What the task asks:
All the data should be printed again exactly as written.

Exercise input:
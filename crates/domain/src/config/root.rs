use serde::{Deserialize, Serialize};
use std::time::Duration;

use super::errors::ConfigError;
use super::gateway::{GatewayConfig, GetPayloadFormat};
use super::logging::LoggingConfig;
use super::server::ServerConfig;
use crate::UpstreamAddr;

/// Main configuration structure for Dohgate
#[derive(Debug, Clone, Deserialize, Serialize, Default)]
pub struct Config {
    /// HTTP listener configuration
    #[serde(default)]
    pub server: ServerConfig,

    /// Resolution configuration
    #[serde(default)]
    pub gateway: GatewayConfig,

    #[serde(default)]
    pub logging: LoggingConfig,
}

impl Config {
    /// Load configuration from file or use defaults
    ///
    /// Priority order:
    /// 1. Explicitly provided path
    /// 2. dohgate.toml in current directory
    /// 3. /etc/dohgate/config.toml
    /// 4. Default configuration
    pub fn load(path: Option<&str>, cli_overrides: CliOverrides) -> Result<Self, ConfigError> {
        let mut config = if let Some(path) = path {
            Self::from_file(path)?
        } else if let Some(path) = Self::get_config_path() {
            Self::from_file(&path)?
        } else {
            Self::default()
        };

        config.apply_cli_overrides(cli_overrides);
        Ok(config)
    }

    /// Parse configuration from TOML text
    pub fn from_toml(contents: &str) -> Result<Self, ConfigError> {
        toml::from_str(contents).map_err(|e| ConfigError::Parse(e.to_string()))
    }

    fn from_file(path: &str) -> Result<Self, ConfigError> {
        let contents = std::fs::read_to_string(path)
            .map_err(|e| ConfigError::FileRead(path.to_string(), e.to_string()))?;
        Self::from_toml(&contents)
    }

    /// Apply command-line overrides to configuration
    pub fn apply_cli_overrides(&mut self, overrides: CliOverrides) {
        if let Some(port) = overrides.port {
            self.server.port = port;
        }
        if let Some(bind) = overrides.bind_address {
            self.server.bind_address = bind;
        }
        if let Some(upstream) = overrides.upstream {
            self.gateway.upstream = if upstream.is_empty() {
                None
            } else {
                Some(upstream)
            };
        }
        if let Some(timeout) = overrides.timeout {
            self.gateway.query_timeout_ms = timeout.as_millis() as u64;
        }
        if let Some(capacity) = overrides.cache_capacity {
            self.gateway.cache_capacity = capacity;
        }
        if overrides.verbose {
            self.gateway.verbose = true;
        }
        if let Some(format) = overrides.get_payload {
            self.gateway.get_payload = format;
        }
        if let Some(level) = overrides.log_level {
            self.logging.level = level;
        }
    }

    /// Validate configuration
    pub fn validate(&self) -> Result<(), ConfigError> {
        if self.gateway.query_timeout_ms == 0 {
            return Err(ConfigError::Validation(
                "Query timeout must be greater than zero".to_string(),
            ));
        }

        if let Some(upstream) = &self.gateway.upstream {
            upstream
                .parse::<UpstreamAddr>()
                .map_err(|e| ConfigError::Validation(format!("upstream: {}", e)))?;
        } else {
            if self.gateway.nameservers.is_empty() {
                return Err(ConfigError::Validation(
                    "No upstream and no resolver nameservers configured".to_string(),
                ));
            }
            for server in &self.gateway.nameservers {
                server
                    .parse::<UpstreamAddr>()
                    .map_err(|e| ConfigError::Validation(format!("nameserver: {}", e)))?;
            }
        }

        Ok(())
    }

    /// Get the path to the configuration file being used
    pub fn get_config_path() -> Option<String> {
        if std::path::Path::new("dohgate.toml").exists() {
            Some("dohgate.toml".to_string())
        } else if std::path::Path::new("/etc/dohgate/config.toml").exists() {
            Some("/etc/dohgate/config.toml".to_string())
        } else {
            None
        }
    }
}

/// Command-line overrides for configuration
#[derive(Debug, Default)]
pub struct CliOverrides {
    pub port: Option<u16>,
    pub bind_address: Option<String>,
    /// An empty string clears an upstream set in the file.
    pub upstream: Option<String>,
    pub timeout: Option<Duration>,
    pub cache_capacity: Option<usize>,
    pub verbose: bool,
    pub get_payload: Option<GetPayloadFormat>,
    pub log_level: Option<String>,
}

Your solution:
filename crates/domain/src/config/root.rs
use serde::{Deserialize, Serialize};
use std::time::Duration;

use super::errors::ConfigError;
use super::gateway::{GatewayConfig, GetPayloadFormat};
use super::logging::LoggingConfig;
use super::server::ServerConfig;
use crate::UpstreamAddr;

/// Main configuration structure for Dohgate
#[derive(Debug, Clone, Deserialize, Serialize, Default)]
pub struct Config {
    /// HTTP listener configuration
    #[serde(default)]
    pub server: ServerConfig,

    /// Resolution configuration
    #[serde(default)]
    pub gateway: GatewayConfig,

    #[serde(default)]
    pub logging: LoggingConfig,
}

impl Config {
    /// Load configuration from file or use defaults
    ///
    /// Priority order:
    /// 1. Explicitly provided path
    /// 2. dohgate.toml in current directory
    /// 3. /etc/dohgate/config.toml
    /// 4. Default configuration
    pub fn load(path: Option<&str>, cli_overrides: CliOverrides) -> Result<Self, ConfigError> {
        let mut config = if let Some(path) = path {
            Self::from_file(path)?
        } else if let Some(path) = Self::get_config_path() {
            Self::from_file(&path)?
        } else {
            Self::default()
        };

        config.apply_cli_overrides(cli_overrides);
        Ok(config)
    }

    /// Parse configuration from TOML text
    pub fn from_toml(contents: &str) -> Result<Self, ConfigError> {
        toml::from_str(contents).map_err(|e| ConfigError::Parse(e.to_string()))
    }

    fn from_file(path: &str) -> Result<Self, ConfigError> {
        let contents = std::fs::read_to_string(path)
            .map_err(|e| ConfigError::FileRead(path.to_string(), e.to_string()))?;
        Self::from_toml(&contents)
    }

    /// Apply command-line overrides to configuration
    pub fn apply_cli_overrides(&mut self, overrides: CliOverrides) {
        if let Some(port) = overrides.port {
            self.server.port = port;
        }
        if let Some(bind) = overrides.bind_address {
            self.server.bind_address = bind;
        }
        if let Some(upstream) = overrides.upstream {
            self.gateway.upstream = if upstream.is_empty() {
                None
            } else {
                Some(upstream)
            };
        }
        if let Some(timeout) = overrides.timeout {
            self.gateway.query_timeout_ms = timeout.as_millis() as u64;
        }
        if let Some(capacity) = overrides.cache_capacity {
            self.gateway.cache_capacity = capacity;
        }
        if overrides.verbose {
            self.gateway.verbose = true;
        }
        if let Some(format) = overrides.get_payload {
            self.gateway.get_payload = format;
        }
        if let Some(level) = overrides.log_level {
            self.logging.level = level;
        }
    }

    /// Validate configuration
    pub fn validate(&self) -> Result<(), ConfigError> {
        if self.gateway.query_timeout_ms == 0 {
            return Err(ConfigError::Validation(
                "Query timeout must be greater than zero".to_string(),
            ));
        }

        if let Some(upstream) = &self.gateway.upstream {
            upstream
                .parse::<UpstreamAddr>()
                .map_err(|e| ConfigError::Validation(format!("upstream: {}", e)))?;
        } else {
            if self.gateway.nameservers.is_empty() {
                return Err(ConfigError::Validation(
                    "No upstream and no resolver nameservers configured".to_string(),
                ));
            }
            for server in &self.gateway.nameservers {
                server
                    .parse::<UpstreamAddr>()
                    .map_err(|e| ConfigError::Validation(format!("nameserver: {}", e)))?;
            }
        }

        Ok(())
    }

    /// Get the path to the configuration file being used
    pub fn get_config_path() -> Option<String> {
        if std::path::Path::new("dohgate.toml").exists() {
            Some("dohgate.toml".to_string())
        } else if std::path::Path::new("/etc/dohgate/config.toml").exists() {
            Some("/etc/dohgate/config.toml".to_string())
        } else {
            None
        }
    }
}

/// Command-line overrides for configuration
#[derive(Debug, Default)]
pub struct CliOverrides {
    pub port: Option<u16>,
    pub bind_address: Option<String>,
    /// An empty string clears an upstream set in the file.
    pub upstream: Option<String>,
    pub timeout: Option<Duration>,
    pub cache_capacity: Option<usize>,
    pub verbose: bool,
    pub get_payload: Option<GetPayloadFormat>,
    pub log_level: Option<String>,
}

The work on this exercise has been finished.